What Devices Can Be Used to Report an AirTag’s Location?
While Apple boasts the largest crowdsourced location network in the world, thanks to over a billion Apple devices, there should be a pretty big asterisk beside this right now.
Firstly, even though Apple has been working on its Find My network for a couple of years now, it appears that only devices running iOS 14.5, iPadOS 14.5, or macOS 11.3 or later will pick up and report the location of an AirTag.
Note that this excludes the Apple Watch, Apple TV, and HomePod. This is likely merely an OS limitation for now — these devices run watchOS and tvOS, not iOS or iPadOS — it does mean that you won’t be able to find AirTags that you’ve left around the home unless there’s also an iPhone, iPad, or Mac nearby.
Secondly, any device that happens across your AirTag does need to have an actual internet connection to report its location. So, an iPod touch, Wi-Fi-only iPads, and MacBooks won’t do much good if they’re not online at the time.

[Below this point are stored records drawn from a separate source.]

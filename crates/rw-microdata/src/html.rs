//! HTML visitors for microdata nodes.

use std::fmt::Write;

use rw_renderer::{HtmlWriter, Node, RenderError, escape_html};

use crate::{ItemProp, ItemScope};

pub(crate) fn scope_enter(w: &mut HtmlWriter, node: &Node) -> Result<(), RenderError> {
    let scope = node
        .downcast::<ItemScope>()
        .ok_or(RenderError::NodeMismatch {
            expected: ItemScope::KIND,
        })?;

    let mut tag = format!("<{}", scope.tag());
    if let Some(id) = scope.id() {
        write!(tag, r#" id="{}""#, escape_html(id)).unwrap();
    }
    if !scope.classes().is_empty() {
        write!(tag, r#" class="{}""#, escape_html(&scope.classes().join(" "))).unwrap();
    }
    write!(tag, r#" itemscope itemtype="{}""#, escape_html(scope.itemtype())).unwrap();
    if let Some(itemprop) = scope.itemprop() {
        write!(tag, r#" itemprop="{}""#, escape_html(itemprop)).unwrap();
    }
    tag.push('>');

    w.open(&tag, format!("</{}>", scope.tag()));
    Ok(())
}

pub(crate) fn prop_enter(w: &mut HtmlWriter, node: &Node) -> Result<(), RenderError> {
    let prop = node
        .downcast::<ItemProp>()
        .ok_or(RenderError::NodeMismatch {
            expected: ItemProp::KIND,
        })?;

    let name = escape_html(prop.name());
    match prop.href() {
        Some(href) => w.open(
            &format!(r#"<a itemprop="{name}" href="{}">"#, escape_html(href)),
            "</a>",
        ),
        None => w.open(&format!(r#"<span itemprop="{name}">"#), "</span>"),
    }
    Ok(())
}

/// Closes whatever the matching enter visitor opened.
pub(crate) fn exit(w: &mut HtmlWriter, _node: &Node) -> Result<(), RenderError> {
    w.close();
    Ok(())
}

/// Paragraphs directly inside a compact scope render without `<p>`.
pub(crate) fn is_compact_scope_paragraph(paragraph: &Node, parent: Option<&Node>) -> bool {
    paragraph.is_paragraph()
        && parent
            .and_then(Node::downcast::<ItemScope>)
            .is_some_and(ItemScope::compact)
}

Thirdly, from our testing, it seems that older devices report an AirTag’s location less frequently or reliably. We suspect this is due to older Bluetooth versions. For instance, despite running macOS Big Sur 11.3.1, a 2013 MacBook Pro with Bluetooth 4.0 failed to pick up AirTags at all — even our own that were sitting right beside it — even though the items were appearing in Find My, the location information was coming solely from the cloud. We’re not certain if this is a bug or simply a limitation of the older Bluetooth chipset.

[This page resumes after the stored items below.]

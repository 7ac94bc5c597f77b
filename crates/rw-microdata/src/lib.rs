//! Microdata markup for rw-renderer.
//!
//! Adds schema.org-style `itemscope`, `itemtype`, and `itemprop` attributes to
//! rendered HTML through an `itemscope` block directive and an `itemprop`
//! inline role:
//!
//! ```markdown
//! :::itemscope[Person]{tag=p itemprop=author}
//! :itemprop[Jane Doe <name>], :itemprop[homepage <url:https://jane.example/>]
//! :::
//! ```
//!
//! A scope rendered as `p`, or given the `compact` flag, writes its direct
//! child paragraphs without their own `<p>` wrapper.
//!
//! # Example
//!
//! ```
//! use rw_microdata::Microdata;
//! use rw_renderer::{Registry, Renderer};
//!
//! let registry = Registry::new().with_extension(Microdata::default()).unwrap();
//! let renderer = Renderer::new(registry);
//!
//! let result = renderer
//!     .render_markdown(":::itemscope[Person]{tag=p}\n:itemprop[Jane <name>]\n:::")
//!     .unwrap();
//! assert_eq!(
//!     result.html,
//!     r#"<p itemscope itemtype="http://data-vocabulary.org/Person"><span itemprop="name">Jane</span></p>"#
//! );
//! ```

mod config;
mod directive;
mod error;
mod html;
mod nodes;
mod role;
mod syntax;
mod text;

use rw_renderer::{Extension, NodeRegistration, Registry, RegistryError};

pub use config::{ConfigError, MicrodataConfig};
pub use directive::ItemScopeDirective;
pub use error::MicrodataError;
pub use nodes::{ItemProp, ItemScope, itemtype_uri};
pub use role::ItemPropRole;
pub use syntax::{ItemPropSyntax, parse_itemprop};

/// The microdata extension.
///
/// Registers the `itemscope` directive, the `itemprop` role, HTML and text
/// visitors for both node kinds, and the compact-scope paragraph rule.
#[derive(Debug, Default)]
pub struct Microdata {
    config: MicrodataConfig,
}

impl Microdata {
    /// Create the extension with the given configuration.
    #[must_use]
    pub fn new(config: MicrodataConfig) -> Self {
        Self { config }
    }
}

impl Extension for Microdata {
    fn setup(self, registry: &mut Registry) -> Result<(), RegistryError> {
        tracing::debug!(vocabulary = %self.config.vocabulary, "Installing microdata extension");

        registry.add_directive(ItemScopeDirective::new(self.config))?;
        registry.add_role(ItemPropRole)?;
        registry.add_node(
            ItemScope::KIND,
            NodeRegistration::html(html::scope_enter, html::exit)
                .with_text(text::pass_through, text::pass_through),
        )?;
        registry.add_node(
            ItemProp::KIND,
            NodeRegistration::html(html::prop_enter, html::exit)
                .with_text(text::pass_through, text::pass_through),
        )?;
        registry.add_compact_paragraph_rule(html::is_compact_scope_paragraph);
        Ok(())
    }
}
/// Cut registered directives and roles out of `input`.
///
/// `line_offset` is the line number preceding the first input line, so
/// nested bodies report positions in the enclosing document.
pub(crate) fn preprocess(
    input: &str,
    registry: &Registry,
    line_offset: usize,
    diagnostics: &mut Vec<Diagnostic>,
) -> Preprocessed {
    let lines: Vec<&str> = input.lines().collect();
    let mut out = Preprocessed {
        source: String::with_capacity(input.len()),
        pending: Vec::new(),
    };
    let mut fence = FenceTracker::new();
    let mut idx = 0;

    while idx < lines.len() {
        let line = lines[idx];
        let line_num = line_offset + idx + 1;

        if fence.classify(line).is_verbatim() {
            push_escaped(&mut out.source, line, line_num, &mut out.pending);
            out.source.push('\n');
            idx += 1;
            continue;
        }

        match parse_container_line(line).or_else(|| parse_leaf_line(line)) {
            Some(ParsedDirective::ContainerStart { name, args, .. })
                if registry.has_directive(&name) =>
            {
                let indent = leading_whitespace(line);
                let (end, closed) = find_container_end(&lines, idx + 1);
                let body: Vec<&str> = lines[idx + 1..end]
                    .iter()
                    .map(|l| dedent(l, indent.len()))
                    .collect();

                if !closed {
                    let message =
                        format!("unclosed directive :::{name} (missing closing :::)");
                    tracing::warn!(line = line_num, "{message}");
                    diagnostics.push(Diagnostic::warning(line_num, message));
                }

                let last = if closed { end } else { end - 1 };
                let source = lines[idx..=last.max(idx)].join("\n");
                let invocation = Invocation {
                    name,
                    args,
                    content: body.join("\n"),
                    content_offset: line_num,
                    line: line_num,
                };
                push_block_token(&mut out, indent, invocation, source);
                idx = if closed { end + 1 } else { end };
            }
            Some(ParsedDirective::Leaf { name, args }) if registry.has_directive(&name) => {
                let invocation = Invocation {
                    name,
                    args,
                    content: String::new(),
                    content_offset: line_num,
                    line: line_num,
                };
                push_block_token(
                    &mut out,
                    leading_whitespace(line),
                    invocation,
                    line.trim().to_owned(),
                );
                idx += 1;
            }
            _ => {
                let replaced = replace_roles(line, line_num, registry, &mut out.pending);
                push_line(&mut out.source, &replaced);
                idx += 1;
            }
        }
    }

    if !input.ends_with('\n') && out.source.ends_with('\n') {
        out.source.pop();
    }
    out
}

/// Find the closing line of a container whose body starts at `from`.
///
/// Returns the index of the closing line and whether one was found; for an
/// unclosed container the body runs to the end of input.
fn find_container_end(lines: &[&str], from: usize) -> (usize, bool) {
    let mut fence = FenceTracker::new();
    let mut depth = 1usize;

    for (offset, line) in lines[from..].iter().enumerate() {
        if fence.classify(line).is_verbatim() {
            continue;
        }
        match parse_container_line(line) {
            Some(ParsedDirective::ContainerStart { .. }) => depth += 1,
            Some(ParsedDirective::ContainerEnd { .. }) => {
                depth -= 1;
                if depth == 0 {
                    return (from + offset, true);
                }
            }
            _ => {}
        }
    }

    (lines.len(), false)
}

fn push_block_token(out: &mut Preprocessed, indent: &str, invocation: Invocation, source: String) {
    let id = out.pending.len();
    let line = invocation.line;
    out.pending.push(Pending {
        kind: PendingKind::Block(invocation),
        line,
        source,
    });

    if !out.source.is_empty() && !out.source.ends_with("\n\n") {
        out.source.push('\n');
    }
    out.source.push_str(indent);
    out.source.push_str(&token(id));
    out.source.push_str("\n\n");
}
//! Inline role trait.
//!
//! Roles use single-colon syntax within running text: `:name[text]`

use super::{DirectiveError, DirectiveOutput, RoleContext};

/// Handler for inline roles: `:name[text]`
///
/// The bracketed text is handed to the role verbatim; markdown inside it is
/// not interpreted. Roles are registered once and shared, so they take
/// `&self` and must be `Send + Sync`.
///
/// # Example
///
/// ```
/// use rw_renderer::{Node, NodeKind};
/// use rw_renderer::directive::{DirectiveError, DirectiveOutput, Role, RoleContext};
///
/// struct KbdRole;
///
/// impl Role for KbdRole {
///     fn name(&self) -> &str { "kbd" }
///
///     fn run(&self, text: &str, _ctx: &RoleContext<'_>) -> Result<DirectiveOutput, DirectiveError> {
///         Ok(DirectiveOutput::node(Node::new(NodeKind::Code(text.to_owned()))))
///     }
/// }
/// ```
pub trait Role: Send + Sync {
    /// Role name, matched against `:name[...]`.
    fn name(&self) -> &str;

    /// Turn the raw role text into inline nodes.
    ///
    /// # Errors
    ///
    /// Returns an error when the text is malformed; the host reports it and
    /// keeps the raw role source in the output.
    fn run(&self, text: &str, ctx: &RoleContext<'_>) -> Result<DirectiveOutput, DirectiveError>;
}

Similarly, a current-model iPod touch, which has a Bluetooth 4.1 chipset, could locate its own nearby AirTags without any difficulty, but only reported the location of other AirTags in the background sporadically at best, usually at around 15-minute intervals.
On the other hand, current iPad Air, iPad Pro, and iPhone 12 models all reported locations of nearby AirTags in the background without missing a beat. To be clear, this still isn’t quite real-time tracking; AirTags work much like other Apple devices in that Find My will only poll and update their location every couple of minutes.
It also appears that other Apple devices have to be in range of an AirTag for a minute or two before they’ll actually report its location.
What Personal Info Can Somebody See If they find My AirTag?
The short answer is “basically none.” Firstly, AirTags won’t alert passers-by to their presence. Somebody has to physically find your AirTag to do anything with it.
The only exception to this is if your AirTag is actually travelling with another iPhone user. For example, if you left an item behind on a bus or train, or in someone’s car, they might get a notification that an unknown AirTag is travelling with them. This isn’t so much to help them find your lost item as to prevent AirTags from being used for stalking and other nefarious purposes.
Likewise, an AirTag that’s been apart from its paired device for more than three days will make a sound, but this only happens when it’s moved. Again, this is an anti-stalking feature, so a lost item sitting in place still won’t alert anybody to its presence.
If somebody does come across your AirTag, they will be able to scan it with an iPhone or other NFC-capable device to get a bit more information. However, unless you’ve specifically put your AirTag in “Lost Mode” using the Find My app, it won’t offer up any information other than its serial number.
This can be used by law enforcement to trace an AirTag back to its original owner via Apple, but it won’t identify you unless the police or another law enforcement agency get involved and make an official and proper request to Apple, which usually involves an actual warrant.
If you do enable “Lost Mode” then anybody scanning your AirTag via NFC will get whatever additional information you’ve specifically entered, such as contact phone number or email address. This is entirely up to you, however, and what appears will only be the information that you specifically typed in when you enabled Lost Mode, so that can really say whatever you want it to.
Note also that the serial number isn’t printed anywhere on the outside of the AirTag — it can only be found by opening the case and removing the battery.